L’OL est à 90 ou 120 minutes d’un troisième quart de finale de rang. «Nous avons simplement fait la moitié du chemin… ». Juninho martèle à l’envi un état de fait qui correspond à son grand professionnalisme. Pas question de penser au tirage au sort de vendredi avant d’avoir eu la belle peau hollandaise ! « Un quart, cela se mérite… ». Une confession signée Malouda. Patraques face à Rennes, guéris en Corse, les Lyonnais auront-ils la tentation de voir venir avec leur but d’avance? «Nous allons jouer notre jeu en nous méfiant de cette formation du PSV qui est toujours aussi forte ». Juninho ne se fait pas prier pour répondre à la question, même s’il ajoute que ce sera éminemment tactique. « Juni », Tiago et Diarra étant, au passage, sous la menace d’une suspension en cas de nouveau carton jaune. « Cela ne changera rien à notre façon de jouer » assurent les 3 joueurs.

Govou, suspendu ; Cacapa, Monsoreau, Berthod en soins ; Réveillère, trop juste encore pour faire son retour ; Tiago, Diarra et Carew tout juste remis de leurs bobos, Gérard Houllier devra une nouvelle fois composer. « Je sais ce que nous allons faire ; plus que gérer, nous devrons contrôler les événements. Nous avons autant de chances, voir un peu plus, que nos adversaires ». L’entraîneur olympien ne divulguera pas ses choix, sa tactique, mais il laisse entendre que ce match sera plus ouvert que celui du Stadion Philips. Et comme toujours les détails auront leur importance. « Il faudra avoir de la rigueur défensive et faire attention aux coups de pied arrêtés… ». Grégory Coupet est bien placé pour mettre en garde ce groupe aux portes d’un nouveau ¼ de finale ; « ce n’est juste qu’une étape sur la route de nos ambitions vers le Stade de France » conclura le gardien de but international lors de la conférence de presse.

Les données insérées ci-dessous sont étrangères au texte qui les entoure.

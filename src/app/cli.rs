use clap::Parser;

/// The root directory and file list are fixed at authoring time, so the
/// command takes no options. Parsing still rejects stray arguments and
/// provides the usual --help / --version surface.
#[derive(Parser, Debug)]
#[command(
    author,
    version,
    about = "Collect backend source files into a single Stripe migration report"
)]
pub struct Cli {}
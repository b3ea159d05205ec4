mod app;

use anyhow::Result;

/// Console output is plain progress text, so log records are printed bare.
fn init_logging() {
    use env_logger::Builder;
    use log::LevelFilter;
    use std::io::Write;

    Builder::new()
        .filter_level(LevelFilter::Info)
        .parse_default_env()
        .format(|buf, record| writeln!(buf, "{}", record.args()))
        .init();
}

fn main() -> Result<()> {
    init_logging();
    app::run()
}
// Vaultgate — Key Session Manager
//
// Lifecycle: Empty → Active → {Consumed | Expired} → Empty.
//
// `open` always replaces whatever is in the slot. `take` checks and clears
// in one step, so a key is handed out at most once. `expire` is the timer
// entry point and only acts on the session it was scheduled for, which makes
// stale timers from replaced sessions harmless. Lazy checks against
// `expires_at` keep the guarantees even if a timer never fires.
//
// SECURITY: the key lives in a `Zeroizing` buffer owned by the slot and is
// wiped whenever the session is consumed, expired, or replaced. It is never
// included in Debug output or log messages.

use std::fmt;
use std::time::{Duration, Instant};

use uuid::Uuid;
use zeroize::Zeroizing;

use crate::error::AccessError;

// ─── Constants ───────────────────────────────────────────────────────────────

/// TTL applied when the caller gives none, or gives an unusable value.
pub const DEFAULT_TTL: Duration = Duration::from_millis(60_000);

/// Upper bound on any session TTL (24 hours).
pub const MAX_TTL: Duration = Duration::from_secs(24 * 60 * 60);

// ─── Types ───────────────────────────────────────────────────────────────────

/// Identity of one opened session.
#[derive(Debug, Clone, Copy, PartialEq, Eq, Hash)]
pub struct SessionId(Uuid);

impl SessionId {
    fn new() -> Self {
        Self(Uuid::new_v4())
    }
}

impl fmt::Display for SessionId {
    fn fmt(&self, f: &mut fmt::Formatter<'_>) -> fmt::Result {
        write!(f, "{}", self.0)
    }
}

/// What `open` hands back: enough to schedule the expiry timer.
#[derive(Debug, Clone, PartialEq, Eq)]
pub struct SessionHandle {
    pub id: SessionId,
    pub target: String,
    pub ttl: Duration,
    pub expires_at: Instant,
}

/// Observable state of the slot.
#[derive(Debug, Clone, Copy, PartialEq, Eq)]
pub enum SessionState {
    /// No session.
    Empty,
    /// A session whose key can still be taken.
    Active,
    /// A session whose key was taken or whose TTL ran out; holds no key.
    Spent,
}

struct KeySession {
    id: SessionId,
    target: String,
    key: Option<Zeroizing<String>>,
    expires_at: Instant,
}

/// Custom Debug implementation that never reveals the key.
impl fmt::Debug for KeySession {
    fn fmt(&self, f: &mut fmt::Formatter<'_>) -> fmt::Result {
        f.debug_struct("KeySession")
            .field("id", &self.id)
            .field("target", &self.target)
            .field("key", &self.key.as_ref().map(|_| "[REDACTED]"))
            .field("expires_at", &self.expires_at)
            .finish()
    }
}

// ─── Manager ─────────────────────────────────────────────────────────────────

/// Owner of the single key session slot.
#[derive(Debug)]
pub struct KeySessionManager {
    slot: Option<KeySession>,
    default_ttl: Duration,
}

impl Default for KeySessionManager {
    fn default() -> Self {
        Self::new(DEFAULT_TTL)
    }
}

impl KeySessionManager {
    pub fn new(default_ttl: Duration) -> Self {
        Self {
            slot: None,
            default_ttl: default_ttl.min(MAX_TTL),
        }
    }

    pub fn default_ttl(&self) -> Duration {
        self.default_ttl
    }

    /// Open a new session, replacing (and wiping) any existing one.
    /// `ttl` falls back to the default when absent and is capped at `MAX_TTL`.
    pub fn open(
        &mut self,
        target: impl Into<String>,
        key: Zeroizing<String>,
        ttl: Option<Duration>,
        now: Instant,
    ) -> SessionHandle {
        let ttl = ttl.unwrap_or(self.default_ttl).min(MAX_TTL);
        let handle = SessionHandle {
            id: SessionId::new(),
            target: target.into(),
            ttl,
            expires_at: now + ttl,
        };

        let replaced = self.slot.replace(KeySession {
            id: handle.id,
            target: handle.target.clone(),
            key: Some(key),
            expires_at: handle.expires_at,
        });

        if let Some(previous) = replaced {
            tracing::debug!(session = %previous.id, "Previous key session replaced");
        }
        tracing::info!(
            session = %handle.id,
            vault_target = %handle.target,
            ttl_ms = ttl.as_millis() as u64,
            "Key session opened"
        );

        handle
    }

    /// Take the key for `target`, consuming the session.
    ///
    /// Succeeds at most once per session. A target mismatch leaves the
    /// session untouched.
    pub fn take(&mut self, target: &str, now: Instant) -> Result<Zeroizing<String>, AccessError> {
        let Some(session) = self.slot.as_mut() else {
            return Err(AccessError::NoActiveSession);
        };

        if session.key.is_none() {
            return Err(AccessError::SessionExpiredOrConsumed);
        }

        if now >= session.expires_at {
            let id = session.id;
            self.slot = None;
            tracing::info!(session = %id, "Key session expired before it was taken");
            return Err(AccessError::SessionExpiredOrConsumed);
        }

        if session.target != target {
            return Err(AccessError::SessionMismatch);
        }

        let Some(key) = session.key.take() else {
            return Err(AccessError::SessionExpiredOrConsumed);
        };
        tracing::info!(session = %session.id, "Key session consumed");
        Ok(key)
    }

    /// Timer entry point: clear the slot if it still holds session `id`.
    /// Returns true if a live key was wiped.
    pub fn expire(&mut self, id: SessionId) -> bool {
        let current = self.slot.as_ref().is_some_and(|session| session.id == id);
        if !current {
            return false;
        }

        let was_live = self
            .slot
            .take()
            .is_some_and(|session| session.key.is_some());
        if was_live {
            tracing::info!(session = %id, "Key session expired");
        }
        was_live
    }

    /// Clear the slot if its session is past `expires_at`.
    /// Returns true if a live key was wiped.
    pub fn sweep(&mut self, now: Instant) -> bool {
        match self.slot.as_ref() {
            Some(session) if now >= session.expires_at => {
                let id = session.id;
                self.expire(id)
            }
            _ => false,
        }
    }

    pub fn state(&self, now: Instant) -> SessionState {
        match &self.slot {
            None => SessionState::Empty,
            Some(session) if session.key.is_none() || now >= session.expires_at => {
                SessionState::Spent
            }
            Some(_) => SessionState::Active,
        }
    }
}

/// Interpret a raw TTL parameter in milliseconds.
/// Anything that is not a non-negative integer yields `default`.
pub fn parse_ttl(raw: Option<&str>, default: Duration) -> Duration {
    raw.and_then(|value| value.trim().parse::<u64>().ok())
        .map(Duration::from_millis)
        .unwrap_or(default)
}

// ─── Tests ───────────────────────────────────────────────────────────────────

#[cfg(test)]
mod tests {
    use super::*;

    fn ms(n: u64) -> Duration {
        Duration::from_millis(n)
    }

    fn key(value: &str) -> Zeroizing<String> {
        Zeroizing::new(value.to_string())
    }

    #[test]
    fn test_take_succeeds_exactly_once() {
        let mut sessions = KeySessionManager::default();
        let t0 = Instant::now();
        sessions.open("alpha", key("swordfish"), Some(ms(5_000)), t0);

        let taken = sessions.take("alpha", t0 + ms(1_000)).unwrap();
        assert_eq!(taken.as_str(), "swordfish");

        assert_eq!(
            sessions.take("alpha", t0 + ms(1_001)),
            Err(AccessError::SessionExpiredOrConsumed)
        );
    }

    #[test]
    fn test_session_expires_without_take() {
        let mut sessions = KeySessionManager::default();
        let t0 = Instant::now();
        sessions.open("alpha", key("swordfish"), Some(ms(100)), t0);

        assert!(sessions.take("alpha", t0 + ms(200)).is_err());
        assert_eq!(sessions.state(t0 + ms(200)), SessionState::Empty);
    }

    #[test]
    fn test_take_at_exact_expiry_fails() {
        let mut sessions = KeySessionManager::default();
        let t0 = Instant::now();
        sessions.open("alpha", key("swordfish"), Some(ms(100)), t0);

        assert_eq!(
            sessions.take("alpha", t0 + ms(100)),
            Err(AccessError::SessionExpiredOrConsumed)
        );
    }

    #[test]
    fn test_open_replaces_previous_session() {
        let mut sessions = KeySessionManager::default();
        let t0 = Instant::now();
        sessions.open("first", key("k1"), Some(ms(10_000)), t0);
        sessions.open("second", key("k2"), Some(ms(10_000)), t0);

        assert_eq!(
            sessions.take("first", t0 + ms(10)),
            Err(AccessError::SessionMismatch)
        );
        assert_eq!(sessions.take("second", t0 + ms(10)).unwrap().as_str(), "k2");
    }

    #[test]
    fn test_mismatch_does_not_consume() {
        let mut sessions = KeySessionManager::default();
        let t0 = Instant::now();
        sessions.open("alpha", key("swordfish"), None, t0);

        assert_eq!(
            sessions.take("beta", t0 + ms(10)),
            Err(AccessError::SessionMismatch)
        );
        assert_eq!(sessions.state(t0 + ms(10)), SessionState::Active);
        assert!(sessions.take("alpha", t0 + ms(20)).is_ok());
    }

    #[test]
    fn test_take_without_session() {
        let mut sessions = KeySessionManager::default();
        assert_eq!(
            sessions.take("alpha", Instant::now()),
            Err(AccessError::NoActiveSession)
        );
    }

    #[test]
    fn test_expire_clears_matching_session() {
        let mut sessions = KeySessionManager::default();
        let t0 = Instant::now();
        let handle = sessions.open("alpha", key("swordfish"), None, t0);

        assert!(sessions.expire(handle.id));
        assert_eq!(sessions.state(t0), SessionState::Empty);
        assert_eq!(
            sessions.take("alpha", t0),
            Err(AccessError::NoActiveSession)
        );
    }

    #[test]
    fn test_stale_expiry_is_noop() {
        let mut sessions = KeySessionManager::default();
        let t0 = Instant::now();
        let stale = sessions.open("first", key("k1"), None, t0);
        sessions.open("second", key("k2"), None, t0);

        assert!(!sessions.expire(stale.id));
        assert_eq!(sessions.state(t0), SessionState::Active);
        assert!(sessions.take("second", t0).is_ok());
    }

    #[test]
    fn test_expiry_after_consumption_is_noop() {
        let mut sessions = KeySessionManager::default();
        let t0 = Instant::now();
        let handle = sessions.open("alpha", key("swordfish"), None, t0);

        sessions.take("alpha", t0).unwrap();
        assert_eq!(sessions.state(t0), SessionState::Spent);
        assert!(!sessions.expire(handle.id), "no live key left to wipe");
        assert_eq!(sessions.state(t0), SessionState::Empty);
    }

    #[test]
    fn test_sweep_only_clears_expired_sessions() {
        let mut sessions = KeySessionManager::default();
        let t0 = Instant::now();
        sessions.open("alpha", key("swordfish"), Some(ms(1_000)), t0);

        assert!(!sessions.sweep(t0 + ms(500)));
        assert_eq!(sessions.state(t0 + ms(500)), SessionState::Active);

        assert!(sessions.sweep(t0 + ms(1_000)));
        assert_eq!(sessions.state(t0 + ms(1_000)), SessionState::Empty);
    }

    #[test]
    fn test_default_and_max_ttl() {
        let mut sessions = KeySessionManager::default();
        let t0 = Instant::now();

        let handle = sessions.open("alpha", key("k"), None, t0);
        assert_eq!(handle.ttl, DEFAULT_TTL);
        assert_eq!(handle.expires_at, t0 + DEFAULT_TTL);

        let handle = sessions.open("alpha", key("k"), Some(Duration::from_secs(u32::MAX as u64)), t0);
        assert_eq!(handle.ttl, MAX_TTL);
    }

    #[test]
    fn test_zero_ttl_expires_immediately() {
        let mut sessions = KeySessionManager::default();
        let t0 = Instant::now();
        sessions.open("alpha", key("k"), Some(Duration::ZERO), t0);
        assert!(sessions.take("alpha", t0).is_err());
    }

    #[test]
    fn test_debug_redacts_key() {
        let mut sessions = KeySessionManager::default();
        sessions.open("alpha", key("super-secret-key"), None, Instant::now());
        let debug = format!("{:?}", sessions);
        assert!(!debug.contains("super-secret-key"));
        assert!(debug.contains("[REDACTED]"));
    }

    #[test]
    fn test_parse_ttl() {
        let default = ms(60_000);
        assert_eq!(parse_ttl(None, default), default);
        assert_eq!(parse_ttl(Some("5000"), default), ms(5_000));
        assert_eq!(parse_ttl(Some(" 250 "), default), ms(250));
        assert_eq!(parse_ttl(Some("0"), default), Duration::ZERO);
        assert_eq!(parse_ttl(Some("-1"), default), default);
        assert_eq!(parse_ttl(Some("abc"), default), default);
        assert_eq!(parse_ttl(Some("1.5"), default), default);
        assert_eq!(parse_ttl(Some(""), default), default);
    }
}
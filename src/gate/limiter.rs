// Vaultgate — Sliding Window Access Gate
//
// Every inbound request is appended to its source's access history. Records
// age out once they are a full window old. A source that produces more than
// `limit` requests inside one window lands on the deny list, and comes off it
// again as soon as its recent count drops below `limit`.

use std::collections::{HashMap, HashSet, VecDeque};
use std::net::IpAddr;
use std::time::{Duration, Instant};

// ─── Constants ───────────────────────────────────────────────────────────────

/// Default sliding window length.
pub const DEFAULT_WINDOW: Duration = Duration::from_millis(10_000);

/// Default number of requests tolerated per source inside one window.
pub const DEFAULT_LIMIT: usize = 5;

// ─── Types ───────────────────────────────────────────────────────────────────

/// Window and limit applied by the gate.
#[derive(Debug, Clone, Copy, PartialEq, Eq)]
pub struct GatePolicy {
    pub window: Duration,
    pub limit: usize,
}

impl Default for GatePolicy {
    fn default() -> Self {
        Self {
            window: DEFAULT_WINDOW,
            limit: DEFAULT_LIMIT,
        }
    }
}

/// Admission decisions for inbound requests.
#[derive(Debug, Default)]
pub struct AccessGate {
    policy: GatePolicy,
    /// Chronological request times per source, all younger than one window
    /// as of that source's last request.
    history: HashMap<IpAddr, VecDeque<Instant>>,
    denied: HashSet<IpAddr>,
}

impl AccessGate {
    pub fn new(policy: GatePolicy) -> Self {
        Self {
            policy,
            history: HashMap::new(),
            denied: HashSet::new(),
        }
    }

    pub fn policy(&self) -> GatePolicy {
        self.policy
    }

    /// Record a request from `source` at `now` and decide whether to admit it.
    ///
    /// Denied requests are recorded as well, so a source that keeps hammering
    /// the gate stays denied until it goes quiet. Only `source`'s own history
    /// is touched.
    pub fn admit(&mut self, source: IpAddr, now: Instant) -> bool {
        let GatePolicy { window, limit } = self.policy;

        let history = self.history.entry(source).or_default();
        history.push_back(now);
        purge(history, now, window);
        let recent = history.len();

        if self.denied.contains(&source) {
            if recent < limit {
                self.denied.remove(&source);
                tracing::info!(source = %source, recent, "Source released from deny list");
            }
        } else if recent > limit {
            let first = history[recent - (limit + 1)];
            if now.saturating_duration_since(first) < window {
                self.denied.insert(source);
                tracing::warn!(source = %source, recent, "Burst detected, source denied");
            }
        }

        !self.denied.contains(&source)
    }

    /// Whether `source` is currently on the deny list.
    pub fn is_denied(&self, source: &IpAddr) -> bool {
        self.denied.contains(source)
    }

    /// Requests from `source` still held in its history.
    pub fn recent_requests(&self, source: &IpAddr) -> usize {
        self.history.get(source).map_or(0, VecDeque::len)
    }

    /// Number of access records held across all sources.
    pub fn tracked_records(&self) -> usize {
        self.history.values().map(VecDeque::len).sum()
    }

    /// Drop records that are a full window old as of `now`, and the
    /// histories left empty. The deny list is kept.
    pub fn prune(&mut self, now: Instant) {
        let window = self.policy.window;
        self.history.retain(|_, history| {
            purge(history, now, window);
            !history.is_empty()
        });
    }
}

/// Drop records that are a full window old. Histories are chronological, so
/// expired records are always at the front.
fn purge(history: &mut VecDeque<Instant>, now: Instant, window: Duration) {
    while let Some(oldest) = history.front() {
        if now.saturating_duration_since(*oldest) >= window {
            history.pop_front();
        } else {
            break;
        }
    }
}

// ─── Tests ───────────────────────────────────────────────────────────────────
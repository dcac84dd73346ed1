// Vaultgate — Access Gate Module
//
// Per-source sliding-window rate limiting with a self-healing deny list.

mod limiter;

pub use limiter::{AccessGate, GatePolicy};
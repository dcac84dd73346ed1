// Vaultgate — Configuration
//
// Settings come from an optional TOML file; every field has a default so an
// empty (or absent) file yields a working gate. CLI flags override the file.

use std::net::SocketAddr;
use std::path::{Path, PathBuf};
use std::time::Duration;

use serde::Deserialize;
use thiserror::Error;

use crate::gate::GatePolicy;

#[derive(Debug, Error)]
pub enum ConfigError {
    #[error("failed to read config file {path}: {source}")]
    Read {
        path: PathBuf,
        #[source]
        source: std::io::Error,
    },

    #[error("failed to parse config file: {0}")]
    Parse(#[from] toml::de::Error),

    #[error("invalid configuration: {0}")]
    Invalid(String),
}

/// Runtime configuration of the gate.
#[derive(Debug, Clone, PartialEq, Eq, Deserialize)]
#[serde(default, deny_unknown_fields)]
pub struct GateConfig {
    /// Address the HTTP server binds to.
    pub bind: SocketAddr,
    /// Directory holding the vault entries.
    pub vault_dir: PathBuf,
    /// Sliding window length for rate limiting, in milliseconds.
    pub window_ms: u64,
    /// Requests tolerated per source within one window.
    pub limit: usize,
    /// Session TTL used when `/open` gives none, in milliseconds.
    pub default_ttl_ms: u64,
    /// Status code of every denial: 401 or 403.
    pub deny_status: u16,
    /// Redirect requests forwarded over plain HTTP to HTTPS.
    pub force_https: bool,
    /// Identify clients by the first `X-Forwarded-For` address instead of
    /// the peer address. Only enable behind a trusted proxy.
    pub trust_forwarded_for: bool,
    /// Interval of the background sweep that clears expired sessions.
    pub sweep_interval_ms: u64,
}

impl Default for GateConfig {
    fn default() -> Self {
        Self {
            bind: SocketAddr::from(([0, 0, 0, 0], 3000)),
            vault_dir: default_vault_dir(),
            window_ms: 10_000,
            limit: 5,
            default_ttl_ms: 60_000,
            deny_status: 403,
            force_https: true,
            trust_forwarded_for: false,
            sweep_interval_ms: 1_000,
        }
    }
}

/// Default vault location: `<data dir>/vaultgate/vault`.
fn default_vault_dir() -> PathBuf {
    let base = dirs_next::data_dir().unwrap_or_else(|| PathBuf::from("."));
    base.join("vaultgate").join("vault")
}

impl GateConfig {
    /// Parse and validate a TOML document.
    pub fn from_toml(raw: &str) -> Result<Self, ConfigError> {
        let config: GateConfig = toml::from_str(raw)?;
        config.validate()?;
        Ok(config)
    }

    /// Read, parse, and validate the config file at `path`.
    pub fn load(path: &Path) -> Result<Self, ConfigError> {
        let raw = std::fs::read_to_string(path).map_err(|source| ConfigError::Read {
            path: path.to_path_buf(),
            source,
        })?;
        let config = Self::from_toml(&raw)?;
        tracing::debug!(path = %path.display(), "Configuration loaded");
        Ok(config)
    }

    /// Load from `path` when given, otherwise use the defaults.
    pub fn load_or_default(path: Option<&Path>) -> Result<Self, ConfigError> {
        match path {
            Some(path) => Self::load(path),
            None => Ok(Self::default()),
        }
    }

    pub fn validate(&self) -> Result<(), ConfigError> {
        if self.limit == 0 {
            return Err(ConfigError::Invalid("limit must be at least 1".to_string()));
        }
        if self.window_ms == 0 {
            return Err(ConfigError::Invalid("window_ms must be positive".to_string()));
        }
        if self.sweep_interval_ms == 0 {
            return Err(ConfigError::Invalid(
                "sweep_interval_ms must be positive".to_string(),
            ));
        }
        if !matches!(self.deny_status, 401 | 403) {
            return Err(ConfigError::Invalid(format!(
                "deny_status must be 401 or 403, got {}",
                self.deny_status
            )));
        }
        Ok(())
    }

    pub fn gate_policy(&self) -> GatePolicy {
        GatePolicy {
            window: Duration::from_millis(self.window_ms),
            limit: self.limit,
        }
    }

    pub fn default_ttl(&self) -> Duration {
        Duration::from_millis(self.default_ttl_ms)
    }

    pub fn sweep_interval(&self) -> Duration {
        Duration::from_millis(self.sweep_interval_ms)
    }
}

// ─── Tests ───────────────────────────────────────────────────────────────────

#[cfg(test)]
mod tests {
    use super::*;

    #[test]
    fn test_defaults_are_valid() {
        let config = GateConfig::default();
        assert!(config.validate().is_ok());
        assert_eq!(config.gate_policy(), GatePolicy::default());
        assert_eq!(config.default_ttl(), Duration::from_millis(60_000));
        assert!(config.vault_dir.ends_with("vaultgate/vault"));
    }

    #[test]
    fn test_empty_document_yields_defaults() {
        let config = GateConfig::from_toml("").unwrap();
        assert_eq!(config, GateConfig::default());
    }

    #[test]
    fn test_partial_document_overrides_fields() {
        let config = GateConfig::from_toml(
            r#"
            bind = "127.0.0.1:8443"
            vault_dir = "/srv/vault"
            limit = 10
            deny_status = 401
            force_https = false
            "#,
        )
        .unwrap();

        assert_eq!(config.bind, "127.0.0.1:8443".parse().unwrap());
        assert_eq!(config.vault_dir, PathBuf::from("/srv/vault"));
        assert_eq!(config.limit, 10);
        assert_eq!(config.deny_status, 401);
        assert!(!config.force_https);
        assert_eq!(config.window_ms, 10_000);
    }

    #[test]
    fn test_invalid_deny_status_is_rejected() {
        let result = GateConfig::from_toml("deny_status = 404");
        assert!(matches!(result, Err(ConfigError::Invalid(_))));
    }

    #[test]
    fn test_zero_limit_is_rejected() {
        let result = GateConfig::from_toml("limit = 0");
        assert!(matches!(result, Err(ConfigError::Invalid(_))));
    }

    #[test]
    fn test_unknown_field_is_rejected() {
        let result = GateConfig::from_toml("rate = 3");
        assert!(matches!(result, Err(ConfigError::Parse(_))));
    }

    #[test]
    fn test_load_from_file() {
        let dir = tempfile::tempdir().unwrap();
        let path = dir.path().join("vaultgate.toml");
        std::fs::write(&path, "window_ms = 2000\n").unwrap();

        let config = GateConfig::load(&path).unwrap();
        assert_eq!(config.window_ms, 2_000);
    }

    #[test]
    fn test_load_missing_file_fails() {
        let dir = tempfile::tempdir().unwrap();
        let result = GateConfig::load(&dir.path().join("missing.toml"));
        assert!(matches!(result, Err(ConfigError::Read { .. })));
    }

    #[test]
    fn test_load_or_default_without_path() {
        assert_eq!(GateConfig::load_or_default(None).unwrap(), GateConfig::default());
    }
}
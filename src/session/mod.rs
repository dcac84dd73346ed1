// Vaultgate — Key Session Module
//
// A single global slot holding at most one ephemeral key session. The key
// can be taken exactly once, and the session expires on its own when its
// TTL runs out.

mod manager;

pub use manager::{
    parse_ttl, KeySessionManager, SessionHandle, SessionId, SessionState, DEFAULT_TTL, MAX_TTL,
};
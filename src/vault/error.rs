// Vaultgate — Vault error types

use std::path::PathBuf;

use thiserror::Error;

#[derive(Debug, Error)]
pub enum VaultError {
    /// The vault directory or an entry could not be read. This indicates
    /// misconfiguration, not an access violation.
    #[error("Vault I/O error at {path}: {source}")]
    Io {
        path: PathBuf,
        #[source]
        source: std::io::Error,
    },

    #[error("Vault entry not found: {0}")]
    NotFound(String),

    #[error("Vault entry could not be decrypted")]
    DecryptionFailed,
}

impl VaultError {
    pub(crate) fn io(path: impl Into<PathBuf>, source: std::io::Error) -> Self {
        Self::Io {
            path: path.into(),
            source,
        }
    }
}
// Vaultgate — Top-level error types
//
// `AccessError` is the denial taxonomy. Every variant reaches the client as
// the same "Access Denied" response; the distinctions exist for logs and
// tests. `GateError` aggregates denials with the fatal failures (storage,
// configuration) at the application boundary.

use thiserror::Error;

use crate::vault::VaultError;

/// Reasons a request is refused.
#[derive(Debug, Clone, Copy, PartialEq, Eq, Error)]
pub enum AccessError {
    #[error("rate limited")]
    RateLimited,

    #[error("invalid target/key pair")]
    InvalidCredentials,

    #[error("no active key session")]
    NoActiveSession,

    #[error("target does not match the open session")]
    SessionMismatch,

    #[error("key session expired or already consumed")]
    SessionExpiredOrConsumed,

    #[error("vault entry decrypted to nothing")]
    DecryptionFailed,

    #[error("vault entry missing for a validated key")]
    NotFound,
}

/// Top-level error type for all Vaultgate operations.
#[derive(Debug, Error)]
pub enum GateError {
    #[error("Access denied: {0}")]
    Denied(#[from] AccessError),

    #[error("Vault error: {0}")]
    Vault(VaultError),

    #[error("Config error: {0}")]
    Config(#[from] crate::config::ConfigError),

    #[error("IO error: {0}")]
    Io(#[from] std::io::Error),

    #[error("{0}")]
    Other(String),
}

impl GateError {
    /// Whether this error is an access denial rather than a fault.
    pub fn is_denial(&self) -> bool {
        matches!(self, GateError::Denied(_))
    }
}

/// Missing and undecryptable entries are access failures; unreadable storage
/// stays fatal.
impl From<VaultError> for GateError {
    fn from(err: VaultError) -> Self {
        match err {
            VaultError::NotFound(_) => GateError::Denied(AccessError::NotFound),
            VaultError::DecryptionFailed => GateError::Denied(AccessError::DecryptionFailed),
            io @ VaultError::Io { .. } => GateError::Vault(io),
        }
    }
}

pub type Result<T> = std::result::Result<T, GateError>;

// ─── Tests ───────────────────────────────────────────────────────────────────

#[cfg(test)]
mod tests {
    use super::*;

    #[test]
    fn test_vault_not_found_becomes_denial() {
        let err: GateError = VaultError::NotFound("abc".to_string()).into();
        assert!(matches!(err, GateError::Denied(AccessError::NotFound)));
        assert!(err.is_denial());
    }

    #[test]
    fn test_vault_decryption_failure_becomes_denial() {
        let err: GateError = VaultError::DecryptionFailed.into();
        assert!(matches!(err, GateError::Denied(AccessError::DecryptionFailed)));
    }

    #[test]
    fn test_vault_io_stays_fatal() {
        let io = std::io::Error::new(std::io::ErrorKind::PermissionDenied, "nope");
        let err: GateError = VaultError::Io {
            path: "/vault".into(),
            source: io,
        }
        .into();
        assert!(matches!(err, GateError::Vault(VaultError::Io { .. })));
        assert!(!err.is_denial());
    }
}
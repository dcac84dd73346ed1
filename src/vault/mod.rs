// Vaultgate — Vault Module
//
// Read-only access to ciphertext entries stored as files in a directory.
// Each file is named by the salted hash of (target, key), so neither the key
// nor the target appears on disk in the clear.

mod error;
mod repository;

pub use error::VaultError;
pub use repository::{DirectoryVault, VaultStore};
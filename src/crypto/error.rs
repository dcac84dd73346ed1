// Vaultgate — Crypto error types

use thiserror::Error;

#[derive(Debug, Error)]
pub enum CryptoError {
    #[error("Ciphertext is not valid base64: {0}")]
    Encoding(#[from] base64::DecodeError),

    #[error("Ciphertext is missing the salted envelope header")]
    MissingHeader,

    #[error("Ciphertext body has invalid length {0}")]
    InvalidLength(usize),

    #[error("Decryption failed: wrong passphrase or corrupted data")]
    BadPadding,

    #[error("Decrypted data is not valid UTF-8")]
    InvalidUtf8,
}
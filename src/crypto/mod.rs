// Vaultgate — Crypto Module
//
// Digest, salted digest, random hex, and passphrase-based AES encryption.
// Ciphertexts use the OpenSSL "Salted__" envelope so vault entries can be
// produced by any OpenSSL-compatible tool.

mod error;
mod provider;

pub use error::CryptoError;
pub use provider::{CryptoProvider, OpenSslCompatCipher};
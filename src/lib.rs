// Vaultgate — Library root
//
// Re-exports the gate, session, vault, crypto, gateway, and CLI modules.

pub mod cli;
pub mod config;
pub mod crypto;
pub mod error;
pub mod gate;
pub mod gateway;
pub mod session;
pub mod vault;

pub use error::{AccessError, GateError, Result};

Il serait étonnant que l’OL débute avec seulement 2 hommes au milieu comme ce fut le cas lors des deux dernières réceptions (Nantes et Rennes). Abidal jouera-t-il dans l’axe ou dans le couloir de gauche? Ce qui induira la position de Malouda. A la limite, ce n’est pas important. Dans un match de Champions League, les tripes et l’envie, voire l'intox... sont autant de paramètres capitaux pour poursuivre son chemin. L’OL est effectivement à la moitié de son rendez-vous. Cela semble tellement bien engagé pour la suite de l’aventure, qu’il serait dommage de ne pas en profiter. Enfin, Monsieur Riley, l'arbitre, aura son sifflet à dire pour que les débats restent dans les clous de la normalité.